(Stored data)
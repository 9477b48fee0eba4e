//! Resource kind names as they appear in resource keys.

pub const REMOTE_CLUSTER_CONFIGURATION: &str = "RemoteClusterConfiguration";
pub const HOST_ENDPOINT: &str = "HostEndpoint";
pub const WORKLOAD_ENDPOINT: &str = "WorkloadEndpoint";
pub const PROFILE: &str = "Profile";
pub const NODE: &str = "Node";
pub const IP_POOL: &str = "IPPool";
pub const IPAM_BLOCK: &str = "IPAMBlock";

pub const SERVICE: &str = "Service";
pub const ENDPOINTS: &str = "Endpoints";
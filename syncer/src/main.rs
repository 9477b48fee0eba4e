#![deny(warnings, rust_2018_idioms)]
#![forbid(unsafe_code)]

#[cfg(all(target_os = "linux", target_arch = "x86_64", target_env = "gnu"))]
#[global_allocator]
static GLOBAL: jemallocator::Jemalloc = jemallocator::Jemalloc;

#[tokio::main]
async fn main() -> anyhow::Result<()> {
    calico_syncer_runtime::Args::parse_and_run().await
}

### Exercise brief
Exact retyping of every entry is required.

### Response to the task
repository 9477b48fee0eba4e
//! Resource kind names as they appear in resource keys.

pub const REMOTE_CLUSTER_CONFIGURATION: &str = "RemoteClusterConfiguration";
pub const HOST_ENDPOINT: &str = "HostEndpoint";
pub const WORKLOAD_ENDPOINT: &str = "WorkloadEndpoint";
pub const PROFILE: &str = "Profile";
pub const NODE: &str = "Node";
pub const IP_POOL: &str = "IPPool";
pub const IPAM_BLOCK: &str = "IPAMBlock";

pub const SERVICE: &str = "Service";
pub const ENDPOINTS: &str = "Endpoints";
filename syncer/src/main.rs
repository 9477b48fee0eba4e
#![deny(warnings, rust_2018_idioms)]
#![forbid(unsafe_code)]

#[cfg(all(target_os = "linux", target_arch = "x86_64", target_env = "gnu"))]
#[global_allocator]
static GLOBAL: jemallocator::Jemalloc = jemallocator::Jemalloc;

#[tokio::main]
async fn main() -> anyhow::Result<()> {
    calico_syncer_runtime::Args::parse_and_run().await
}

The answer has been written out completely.